*DESCRIPTION OF THE TASK*
Filter the entries below, keeping only lines with "CalcResult".
---*---
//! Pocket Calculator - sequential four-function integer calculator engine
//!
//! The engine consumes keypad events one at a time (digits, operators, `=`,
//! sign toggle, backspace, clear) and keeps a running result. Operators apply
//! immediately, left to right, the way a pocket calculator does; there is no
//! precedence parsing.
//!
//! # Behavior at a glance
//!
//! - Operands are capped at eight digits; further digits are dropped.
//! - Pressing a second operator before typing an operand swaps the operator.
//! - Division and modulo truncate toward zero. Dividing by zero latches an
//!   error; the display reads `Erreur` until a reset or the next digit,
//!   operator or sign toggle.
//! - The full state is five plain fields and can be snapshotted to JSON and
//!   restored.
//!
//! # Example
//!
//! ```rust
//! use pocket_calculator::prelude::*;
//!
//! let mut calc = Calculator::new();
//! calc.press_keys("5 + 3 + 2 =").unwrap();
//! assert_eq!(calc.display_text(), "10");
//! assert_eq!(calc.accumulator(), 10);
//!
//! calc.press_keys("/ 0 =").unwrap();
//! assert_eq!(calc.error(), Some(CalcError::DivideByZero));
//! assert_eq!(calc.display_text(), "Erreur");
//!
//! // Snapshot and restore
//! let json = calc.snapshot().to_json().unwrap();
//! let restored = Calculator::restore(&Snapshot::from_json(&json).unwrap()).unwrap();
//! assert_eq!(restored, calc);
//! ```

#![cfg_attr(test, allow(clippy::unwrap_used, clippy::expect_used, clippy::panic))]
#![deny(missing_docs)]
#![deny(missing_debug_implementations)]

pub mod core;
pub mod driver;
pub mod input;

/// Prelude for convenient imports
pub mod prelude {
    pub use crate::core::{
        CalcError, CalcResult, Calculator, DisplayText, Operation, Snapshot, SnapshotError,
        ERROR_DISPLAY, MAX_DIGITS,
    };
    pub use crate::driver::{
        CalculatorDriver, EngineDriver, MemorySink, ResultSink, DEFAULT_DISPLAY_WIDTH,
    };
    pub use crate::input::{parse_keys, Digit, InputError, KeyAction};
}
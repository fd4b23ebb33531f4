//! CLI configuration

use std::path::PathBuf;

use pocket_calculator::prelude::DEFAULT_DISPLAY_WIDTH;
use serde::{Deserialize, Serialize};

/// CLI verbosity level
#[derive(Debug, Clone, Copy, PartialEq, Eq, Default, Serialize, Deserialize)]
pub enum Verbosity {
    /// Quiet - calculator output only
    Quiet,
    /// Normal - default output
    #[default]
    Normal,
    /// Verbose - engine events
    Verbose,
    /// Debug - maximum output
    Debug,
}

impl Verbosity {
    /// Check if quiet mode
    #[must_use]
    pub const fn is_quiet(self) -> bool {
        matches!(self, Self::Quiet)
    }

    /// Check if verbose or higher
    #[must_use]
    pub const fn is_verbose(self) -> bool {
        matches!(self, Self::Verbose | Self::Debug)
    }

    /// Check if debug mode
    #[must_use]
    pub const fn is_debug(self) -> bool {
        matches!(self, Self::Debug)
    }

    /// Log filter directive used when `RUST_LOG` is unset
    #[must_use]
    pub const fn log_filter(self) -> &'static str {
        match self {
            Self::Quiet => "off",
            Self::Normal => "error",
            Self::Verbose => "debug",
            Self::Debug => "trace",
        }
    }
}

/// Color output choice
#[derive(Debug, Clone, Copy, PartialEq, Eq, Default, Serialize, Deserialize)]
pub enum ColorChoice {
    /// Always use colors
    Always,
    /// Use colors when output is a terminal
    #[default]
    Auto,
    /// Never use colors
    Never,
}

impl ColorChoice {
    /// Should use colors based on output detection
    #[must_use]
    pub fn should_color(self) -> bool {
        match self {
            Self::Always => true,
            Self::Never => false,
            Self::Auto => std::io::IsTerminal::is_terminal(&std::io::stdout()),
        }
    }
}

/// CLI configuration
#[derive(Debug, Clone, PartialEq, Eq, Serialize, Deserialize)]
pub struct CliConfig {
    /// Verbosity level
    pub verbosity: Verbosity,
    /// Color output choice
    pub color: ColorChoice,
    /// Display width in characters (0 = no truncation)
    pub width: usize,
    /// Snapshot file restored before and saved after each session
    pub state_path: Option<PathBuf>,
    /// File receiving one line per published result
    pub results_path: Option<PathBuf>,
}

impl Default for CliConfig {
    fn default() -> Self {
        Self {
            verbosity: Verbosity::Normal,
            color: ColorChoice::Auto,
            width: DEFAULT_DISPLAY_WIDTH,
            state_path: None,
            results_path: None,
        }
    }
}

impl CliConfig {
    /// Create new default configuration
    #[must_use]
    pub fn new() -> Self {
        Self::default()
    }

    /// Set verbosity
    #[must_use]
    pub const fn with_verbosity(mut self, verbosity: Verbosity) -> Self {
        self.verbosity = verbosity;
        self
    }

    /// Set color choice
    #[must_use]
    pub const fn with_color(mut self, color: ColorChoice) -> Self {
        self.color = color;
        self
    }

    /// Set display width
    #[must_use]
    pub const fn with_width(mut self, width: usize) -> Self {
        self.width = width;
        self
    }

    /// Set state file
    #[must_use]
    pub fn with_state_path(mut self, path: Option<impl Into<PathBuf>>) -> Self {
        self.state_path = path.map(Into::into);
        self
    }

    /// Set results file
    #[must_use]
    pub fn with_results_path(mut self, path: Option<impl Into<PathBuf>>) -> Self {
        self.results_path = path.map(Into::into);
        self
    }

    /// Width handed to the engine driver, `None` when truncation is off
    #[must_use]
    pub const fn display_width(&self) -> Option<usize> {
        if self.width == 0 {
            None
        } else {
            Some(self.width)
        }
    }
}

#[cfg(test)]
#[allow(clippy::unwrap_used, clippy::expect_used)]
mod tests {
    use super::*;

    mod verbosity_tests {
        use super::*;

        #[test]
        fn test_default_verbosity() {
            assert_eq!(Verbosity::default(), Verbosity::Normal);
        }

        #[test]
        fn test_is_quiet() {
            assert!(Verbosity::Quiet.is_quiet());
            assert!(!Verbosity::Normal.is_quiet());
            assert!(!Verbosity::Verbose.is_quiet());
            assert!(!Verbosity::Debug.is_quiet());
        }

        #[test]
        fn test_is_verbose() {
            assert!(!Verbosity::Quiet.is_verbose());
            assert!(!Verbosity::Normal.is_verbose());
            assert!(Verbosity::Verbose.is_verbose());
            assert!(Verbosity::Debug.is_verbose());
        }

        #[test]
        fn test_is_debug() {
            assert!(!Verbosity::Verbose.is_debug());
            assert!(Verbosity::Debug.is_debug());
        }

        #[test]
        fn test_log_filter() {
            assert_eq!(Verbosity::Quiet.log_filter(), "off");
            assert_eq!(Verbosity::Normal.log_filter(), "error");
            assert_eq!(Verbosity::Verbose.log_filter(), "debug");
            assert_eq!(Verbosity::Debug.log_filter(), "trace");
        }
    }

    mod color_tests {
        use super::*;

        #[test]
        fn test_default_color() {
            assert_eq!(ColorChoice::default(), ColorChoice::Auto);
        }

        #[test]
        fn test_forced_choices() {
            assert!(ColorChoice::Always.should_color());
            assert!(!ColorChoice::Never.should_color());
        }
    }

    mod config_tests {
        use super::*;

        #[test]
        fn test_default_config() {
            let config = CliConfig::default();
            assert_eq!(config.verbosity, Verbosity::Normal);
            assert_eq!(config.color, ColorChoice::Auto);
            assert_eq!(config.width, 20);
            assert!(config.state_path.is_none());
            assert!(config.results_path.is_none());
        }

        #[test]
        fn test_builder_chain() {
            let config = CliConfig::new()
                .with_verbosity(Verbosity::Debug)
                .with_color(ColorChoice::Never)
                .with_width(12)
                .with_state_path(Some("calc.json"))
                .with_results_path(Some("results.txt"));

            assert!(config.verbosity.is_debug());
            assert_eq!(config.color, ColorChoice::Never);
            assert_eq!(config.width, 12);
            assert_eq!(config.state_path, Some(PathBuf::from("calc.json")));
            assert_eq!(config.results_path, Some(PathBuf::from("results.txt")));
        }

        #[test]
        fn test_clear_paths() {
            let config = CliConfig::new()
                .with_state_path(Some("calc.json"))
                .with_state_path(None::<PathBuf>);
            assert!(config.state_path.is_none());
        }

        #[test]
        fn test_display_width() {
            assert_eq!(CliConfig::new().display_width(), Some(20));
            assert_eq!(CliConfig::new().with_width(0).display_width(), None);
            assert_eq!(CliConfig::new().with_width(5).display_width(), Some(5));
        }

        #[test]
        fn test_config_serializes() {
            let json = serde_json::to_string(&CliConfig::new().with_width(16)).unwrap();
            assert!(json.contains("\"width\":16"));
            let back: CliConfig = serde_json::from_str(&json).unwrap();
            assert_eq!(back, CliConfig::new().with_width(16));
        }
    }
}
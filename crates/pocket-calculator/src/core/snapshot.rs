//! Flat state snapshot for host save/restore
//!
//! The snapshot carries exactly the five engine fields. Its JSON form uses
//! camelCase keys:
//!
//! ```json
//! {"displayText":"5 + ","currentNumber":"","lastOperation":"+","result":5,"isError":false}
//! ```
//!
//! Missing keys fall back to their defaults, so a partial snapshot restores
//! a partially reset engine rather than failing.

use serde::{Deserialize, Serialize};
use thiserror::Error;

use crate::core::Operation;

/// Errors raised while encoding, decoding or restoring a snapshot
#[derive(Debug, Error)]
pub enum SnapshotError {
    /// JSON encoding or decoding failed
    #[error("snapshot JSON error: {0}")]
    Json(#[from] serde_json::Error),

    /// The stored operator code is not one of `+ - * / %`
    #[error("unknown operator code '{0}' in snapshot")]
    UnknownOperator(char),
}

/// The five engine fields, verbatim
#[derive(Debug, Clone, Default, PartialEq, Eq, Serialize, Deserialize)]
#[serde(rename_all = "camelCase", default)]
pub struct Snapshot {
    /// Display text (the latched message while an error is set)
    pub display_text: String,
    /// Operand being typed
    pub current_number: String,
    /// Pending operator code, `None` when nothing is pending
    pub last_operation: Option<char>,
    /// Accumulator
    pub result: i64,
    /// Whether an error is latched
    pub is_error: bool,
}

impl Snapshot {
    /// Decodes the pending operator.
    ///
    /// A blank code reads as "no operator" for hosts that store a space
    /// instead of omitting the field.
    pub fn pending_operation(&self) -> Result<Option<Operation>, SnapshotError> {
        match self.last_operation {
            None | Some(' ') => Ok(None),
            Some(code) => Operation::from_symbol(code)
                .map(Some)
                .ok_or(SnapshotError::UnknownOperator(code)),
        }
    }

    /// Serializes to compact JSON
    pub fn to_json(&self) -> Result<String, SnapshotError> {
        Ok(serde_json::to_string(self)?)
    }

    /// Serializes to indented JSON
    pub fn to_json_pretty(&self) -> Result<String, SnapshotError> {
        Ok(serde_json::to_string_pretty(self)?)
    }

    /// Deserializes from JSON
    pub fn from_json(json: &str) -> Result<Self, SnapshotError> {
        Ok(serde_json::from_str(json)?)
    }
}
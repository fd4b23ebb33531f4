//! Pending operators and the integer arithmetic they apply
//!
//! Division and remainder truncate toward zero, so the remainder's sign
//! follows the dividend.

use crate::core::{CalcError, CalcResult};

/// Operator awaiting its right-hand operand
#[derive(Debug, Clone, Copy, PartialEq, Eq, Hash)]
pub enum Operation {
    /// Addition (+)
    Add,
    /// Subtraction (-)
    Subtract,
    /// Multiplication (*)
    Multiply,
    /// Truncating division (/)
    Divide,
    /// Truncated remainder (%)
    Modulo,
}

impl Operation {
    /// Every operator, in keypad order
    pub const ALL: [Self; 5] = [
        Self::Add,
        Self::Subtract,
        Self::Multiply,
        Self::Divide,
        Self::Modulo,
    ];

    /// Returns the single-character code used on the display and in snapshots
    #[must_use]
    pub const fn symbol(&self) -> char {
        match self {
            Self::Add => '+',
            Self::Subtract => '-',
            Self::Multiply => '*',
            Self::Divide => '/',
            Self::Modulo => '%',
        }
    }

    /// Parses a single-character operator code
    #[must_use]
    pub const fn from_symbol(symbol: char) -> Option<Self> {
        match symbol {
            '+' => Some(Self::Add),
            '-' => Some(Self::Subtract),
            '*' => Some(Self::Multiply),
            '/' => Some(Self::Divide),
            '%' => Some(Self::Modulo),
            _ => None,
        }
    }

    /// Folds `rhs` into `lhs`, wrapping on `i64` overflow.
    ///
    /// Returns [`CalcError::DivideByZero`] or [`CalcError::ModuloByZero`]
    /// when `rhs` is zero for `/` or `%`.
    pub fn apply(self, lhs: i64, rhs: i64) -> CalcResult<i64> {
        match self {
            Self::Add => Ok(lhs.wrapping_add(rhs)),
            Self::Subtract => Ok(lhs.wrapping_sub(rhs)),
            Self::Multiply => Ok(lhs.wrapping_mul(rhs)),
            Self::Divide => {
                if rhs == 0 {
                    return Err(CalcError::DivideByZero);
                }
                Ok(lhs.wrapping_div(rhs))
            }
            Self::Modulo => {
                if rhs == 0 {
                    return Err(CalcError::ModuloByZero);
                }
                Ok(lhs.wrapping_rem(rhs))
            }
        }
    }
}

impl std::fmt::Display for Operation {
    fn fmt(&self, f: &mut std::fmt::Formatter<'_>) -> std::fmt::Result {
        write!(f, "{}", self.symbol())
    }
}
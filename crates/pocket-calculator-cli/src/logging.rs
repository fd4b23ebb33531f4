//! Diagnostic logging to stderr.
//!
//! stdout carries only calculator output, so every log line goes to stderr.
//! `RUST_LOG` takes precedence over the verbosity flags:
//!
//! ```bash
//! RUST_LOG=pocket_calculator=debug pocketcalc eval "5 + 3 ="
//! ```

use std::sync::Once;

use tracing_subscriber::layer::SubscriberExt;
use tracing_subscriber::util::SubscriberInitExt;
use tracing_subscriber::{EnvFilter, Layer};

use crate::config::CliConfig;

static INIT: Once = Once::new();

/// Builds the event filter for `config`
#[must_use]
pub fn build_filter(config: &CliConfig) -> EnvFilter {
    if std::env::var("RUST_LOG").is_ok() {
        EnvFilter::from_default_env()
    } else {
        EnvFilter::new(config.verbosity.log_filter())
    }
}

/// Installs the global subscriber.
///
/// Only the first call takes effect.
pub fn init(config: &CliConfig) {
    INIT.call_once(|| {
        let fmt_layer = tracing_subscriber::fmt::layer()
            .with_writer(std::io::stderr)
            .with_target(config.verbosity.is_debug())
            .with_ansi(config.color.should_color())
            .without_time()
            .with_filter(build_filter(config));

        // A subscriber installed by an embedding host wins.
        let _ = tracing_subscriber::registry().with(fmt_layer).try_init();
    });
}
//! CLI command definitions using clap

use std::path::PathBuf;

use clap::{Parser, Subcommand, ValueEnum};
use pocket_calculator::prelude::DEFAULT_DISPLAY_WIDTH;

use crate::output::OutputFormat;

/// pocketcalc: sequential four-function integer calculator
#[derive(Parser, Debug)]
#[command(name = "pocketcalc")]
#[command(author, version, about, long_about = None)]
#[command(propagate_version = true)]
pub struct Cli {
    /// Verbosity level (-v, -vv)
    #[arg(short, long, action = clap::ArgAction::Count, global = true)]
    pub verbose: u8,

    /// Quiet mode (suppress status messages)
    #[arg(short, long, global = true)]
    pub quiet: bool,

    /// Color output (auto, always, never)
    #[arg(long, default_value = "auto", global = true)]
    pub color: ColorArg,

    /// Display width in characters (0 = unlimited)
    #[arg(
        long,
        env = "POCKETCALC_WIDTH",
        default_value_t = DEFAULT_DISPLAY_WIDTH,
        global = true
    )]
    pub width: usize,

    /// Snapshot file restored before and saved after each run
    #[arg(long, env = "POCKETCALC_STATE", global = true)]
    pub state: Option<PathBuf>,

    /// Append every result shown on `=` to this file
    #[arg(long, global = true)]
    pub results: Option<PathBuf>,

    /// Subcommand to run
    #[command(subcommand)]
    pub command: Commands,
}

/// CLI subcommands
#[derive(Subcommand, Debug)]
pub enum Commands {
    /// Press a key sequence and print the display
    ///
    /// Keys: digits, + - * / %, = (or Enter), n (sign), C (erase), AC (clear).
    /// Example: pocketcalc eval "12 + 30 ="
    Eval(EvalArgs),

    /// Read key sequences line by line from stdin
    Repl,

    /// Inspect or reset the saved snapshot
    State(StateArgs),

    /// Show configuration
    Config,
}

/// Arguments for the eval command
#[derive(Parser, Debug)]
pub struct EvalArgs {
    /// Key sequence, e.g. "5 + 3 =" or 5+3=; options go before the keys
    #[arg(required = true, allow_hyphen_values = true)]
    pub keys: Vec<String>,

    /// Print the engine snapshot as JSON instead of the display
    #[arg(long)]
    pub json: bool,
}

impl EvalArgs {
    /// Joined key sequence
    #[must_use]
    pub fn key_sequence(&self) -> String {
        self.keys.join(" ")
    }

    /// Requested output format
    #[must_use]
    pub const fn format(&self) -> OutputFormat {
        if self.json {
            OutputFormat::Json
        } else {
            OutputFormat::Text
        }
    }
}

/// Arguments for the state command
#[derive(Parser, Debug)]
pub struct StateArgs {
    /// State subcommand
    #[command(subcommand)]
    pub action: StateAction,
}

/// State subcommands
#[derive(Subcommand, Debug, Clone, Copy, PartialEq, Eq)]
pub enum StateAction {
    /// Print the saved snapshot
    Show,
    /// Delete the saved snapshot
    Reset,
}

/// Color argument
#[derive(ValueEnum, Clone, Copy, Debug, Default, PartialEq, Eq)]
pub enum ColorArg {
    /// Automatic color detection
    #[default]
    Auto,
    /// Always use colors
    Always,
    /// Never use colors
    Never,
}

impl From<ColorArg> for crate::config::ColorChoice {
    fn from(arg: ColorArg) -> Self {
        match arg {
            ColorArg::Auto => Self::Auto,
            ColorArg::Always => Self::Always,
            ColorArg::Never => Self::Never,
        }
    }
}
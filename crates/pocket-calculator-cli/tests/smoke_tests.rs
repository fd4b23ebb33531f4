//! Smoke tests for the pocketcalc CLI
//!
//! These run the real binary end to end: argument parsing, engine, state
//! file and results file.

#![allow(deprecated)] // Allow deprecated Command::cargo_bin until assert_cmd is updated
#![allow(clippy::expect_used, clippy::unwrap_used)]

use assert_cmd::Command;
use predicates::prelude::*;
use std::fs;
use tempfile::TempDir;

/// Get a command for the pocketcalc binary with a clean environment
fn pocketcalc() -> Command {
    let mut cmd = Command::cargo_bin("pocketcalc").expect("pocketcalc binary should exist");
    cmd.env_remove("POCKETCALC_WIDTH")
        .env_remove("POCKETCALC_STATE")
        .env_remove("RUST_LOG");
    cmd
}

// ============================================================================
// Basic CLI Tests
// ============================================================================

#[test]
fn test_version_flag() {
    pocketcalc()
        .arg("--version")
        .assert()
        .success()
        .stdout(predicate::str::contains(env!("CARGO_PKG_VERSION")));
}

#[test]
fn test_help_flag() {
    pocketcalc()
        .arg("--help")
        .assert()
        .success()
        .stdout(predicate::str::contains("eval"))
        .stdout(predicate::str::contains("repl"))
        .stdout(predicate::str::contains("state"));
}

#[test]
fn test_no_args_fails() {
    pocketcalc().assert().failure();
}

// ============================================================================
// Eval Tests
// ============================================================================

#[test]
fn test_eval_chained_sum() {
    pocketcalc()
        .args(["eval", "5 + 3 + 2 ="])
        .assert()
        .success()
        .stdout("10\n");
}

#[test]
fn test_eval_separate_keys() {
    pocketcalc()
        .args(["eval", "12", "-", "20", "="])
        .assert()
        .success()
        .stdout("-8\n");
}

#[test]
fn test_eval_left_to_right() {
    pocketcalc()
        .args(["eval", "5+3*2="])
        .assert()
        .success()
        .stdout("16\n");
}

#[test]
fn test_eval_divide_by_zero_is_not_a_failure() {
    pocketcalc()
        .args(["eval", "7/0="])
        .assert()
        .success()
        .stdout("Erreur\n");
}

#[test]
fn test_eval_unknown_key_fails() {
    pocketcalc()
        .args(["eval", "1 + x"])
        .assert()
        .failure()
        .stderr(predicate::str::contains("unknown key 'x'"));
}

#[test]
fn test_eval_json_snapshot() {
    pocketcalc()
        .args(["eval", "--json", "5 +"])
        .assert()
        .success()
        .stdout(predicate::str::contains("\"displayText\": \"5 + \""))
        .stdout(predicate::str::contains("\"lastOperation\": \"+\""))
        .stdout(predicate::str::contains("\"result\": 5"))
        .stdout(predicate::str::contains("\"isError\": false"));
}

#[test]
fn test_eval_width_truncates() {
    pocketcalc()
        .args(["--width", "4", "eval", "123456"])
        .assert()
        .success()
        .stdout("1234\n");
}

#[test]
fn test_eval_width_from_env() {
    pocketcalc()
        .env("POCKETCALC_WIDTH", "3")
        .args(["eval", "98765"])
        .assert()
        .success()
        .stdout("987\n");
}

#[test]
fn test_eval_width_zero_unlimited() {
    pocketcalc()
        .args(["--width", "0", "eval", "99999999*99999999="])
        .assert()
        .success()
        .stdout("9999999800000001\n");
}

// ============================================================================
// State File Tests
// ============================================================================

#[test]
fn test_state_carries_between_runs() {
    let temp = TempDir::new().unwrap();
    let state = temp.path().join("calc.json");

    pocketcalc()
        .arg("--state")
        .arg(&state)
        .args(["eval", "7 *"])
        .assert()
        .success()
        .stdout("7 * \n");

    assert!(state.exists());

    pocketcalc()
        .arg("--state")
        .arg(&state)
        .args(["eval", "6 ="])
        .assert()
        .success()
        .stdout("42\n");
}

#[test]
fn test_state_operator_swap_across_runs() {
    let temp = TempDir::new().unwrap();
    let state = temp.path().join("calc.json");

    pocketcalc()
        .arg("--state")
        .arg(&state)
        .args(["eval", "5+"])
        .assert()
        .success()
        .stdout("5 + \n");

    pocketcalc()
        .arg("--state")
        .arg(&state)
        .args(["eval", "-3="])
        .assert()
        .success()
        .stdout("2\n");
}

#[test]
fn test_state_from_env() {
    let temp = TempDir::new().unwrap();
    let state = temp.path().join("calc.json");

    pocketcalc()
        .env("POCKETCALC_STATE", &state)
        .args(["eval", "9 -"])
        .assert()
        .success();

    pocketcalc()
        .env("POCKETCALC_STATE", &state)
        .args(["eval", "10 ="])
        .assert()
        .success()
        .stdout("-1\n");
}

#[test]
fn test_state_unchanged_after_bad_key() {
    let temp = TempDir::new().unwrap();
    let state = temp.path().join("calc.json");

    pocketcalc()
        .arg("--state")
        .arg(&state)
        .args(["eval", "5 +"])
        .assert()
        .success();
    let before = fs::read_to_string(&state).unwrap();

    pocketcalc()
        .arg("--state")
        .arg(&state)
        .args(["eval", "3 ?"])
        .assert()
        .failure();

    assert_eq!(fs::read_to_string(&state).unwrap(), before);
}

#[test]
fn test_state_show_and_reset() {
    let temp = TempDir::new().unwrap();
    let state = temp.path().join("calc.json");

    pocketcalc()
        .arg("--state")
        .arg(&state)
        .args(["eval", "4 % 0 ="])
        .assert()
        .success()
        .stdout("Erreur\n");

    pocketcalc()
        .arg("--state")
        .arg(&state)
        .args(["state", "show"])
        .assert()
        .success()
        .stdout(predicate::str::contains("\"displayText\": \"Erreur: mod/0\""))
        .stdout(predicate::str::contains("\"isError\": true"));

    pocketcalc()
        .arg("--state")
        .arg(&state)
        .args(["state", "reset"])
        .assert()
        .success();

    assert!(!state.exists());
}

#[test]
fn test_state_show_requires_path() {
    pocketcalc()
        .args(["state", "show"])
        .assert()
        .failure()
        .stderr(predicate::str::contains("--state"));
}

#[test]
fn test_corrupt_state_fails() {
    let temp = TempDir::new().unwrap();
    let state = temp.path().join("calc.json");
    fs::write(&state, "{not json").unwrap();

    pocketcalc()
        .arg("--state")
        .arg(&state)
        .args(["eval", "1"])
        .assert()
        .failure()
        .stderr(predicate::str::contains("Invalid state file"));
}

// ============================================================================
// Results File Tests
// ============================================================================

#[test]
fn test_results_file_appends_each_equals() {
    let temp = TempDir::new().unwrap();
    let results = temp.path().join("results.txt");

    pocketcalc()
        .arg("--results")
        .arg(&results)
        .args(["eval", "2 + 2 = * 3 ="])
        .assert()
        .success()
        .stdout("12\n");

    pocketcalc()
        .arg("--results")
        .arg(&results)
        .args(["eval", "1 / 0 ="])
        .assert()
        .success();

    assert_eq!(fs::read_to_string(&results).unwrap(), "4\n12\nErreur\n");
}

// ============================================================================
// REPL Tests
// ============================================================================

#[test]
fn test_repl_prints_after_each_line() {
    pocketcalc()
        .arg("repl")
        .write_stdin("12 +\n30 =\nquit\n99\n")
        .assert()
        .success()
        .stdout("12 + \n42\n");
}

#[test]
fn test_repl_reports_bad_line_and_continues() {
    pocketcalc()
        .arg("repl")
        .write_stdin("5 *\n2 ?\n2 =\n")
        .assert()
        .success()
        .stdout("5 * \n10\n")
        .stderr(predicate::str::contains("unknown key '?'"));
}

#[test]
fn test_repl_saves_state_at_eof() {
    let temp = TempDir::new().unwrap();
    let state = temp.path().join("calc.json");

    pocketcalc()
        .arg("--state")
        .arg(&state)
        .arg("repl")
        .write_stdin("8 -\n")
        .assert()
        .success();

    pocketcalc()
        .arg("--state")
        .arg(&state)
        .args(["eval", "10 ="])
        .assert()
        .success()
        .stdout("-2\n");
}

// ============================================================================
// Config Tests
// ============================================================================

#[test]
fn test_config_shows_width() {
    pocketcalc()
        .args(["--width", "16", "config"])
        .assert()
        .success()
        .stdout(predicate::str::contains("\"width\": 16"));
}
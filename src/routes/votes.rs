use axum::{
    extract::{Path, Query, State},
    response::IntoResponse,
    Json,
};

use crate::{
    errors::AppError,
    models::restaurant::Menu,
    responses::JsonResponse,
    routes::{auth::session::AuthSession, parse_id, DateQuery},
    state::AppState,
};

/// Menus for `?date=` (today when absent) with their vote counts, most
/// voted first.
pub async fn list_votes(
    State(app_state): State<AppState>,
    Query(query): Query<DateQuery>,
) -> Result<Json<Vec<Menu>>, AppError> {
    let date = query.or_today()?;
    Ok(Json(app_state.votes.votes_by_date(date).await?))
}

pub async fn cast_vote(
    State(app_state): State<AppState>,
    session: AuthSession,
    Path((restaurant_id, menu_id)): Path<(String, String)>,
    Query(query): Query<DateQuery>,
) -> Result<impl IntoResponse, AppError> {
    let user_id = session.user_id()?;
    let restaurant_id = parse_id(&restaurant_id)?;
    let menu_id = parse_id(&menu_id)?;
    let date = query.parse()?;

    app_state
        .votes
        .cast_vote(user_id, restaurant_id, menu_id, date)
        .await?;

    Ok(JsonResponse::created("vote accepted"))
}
---*---
*EXERCISE ANSWER*
        CalcError, CalcResult, Calculator, DisplayText, Operation, Snapshot, SnapshotError,
use crate::core::{CalcError, CalcResult};
    pub fn apply(self, lhs: i64, rhs: i64) -> CalcResult<i64> {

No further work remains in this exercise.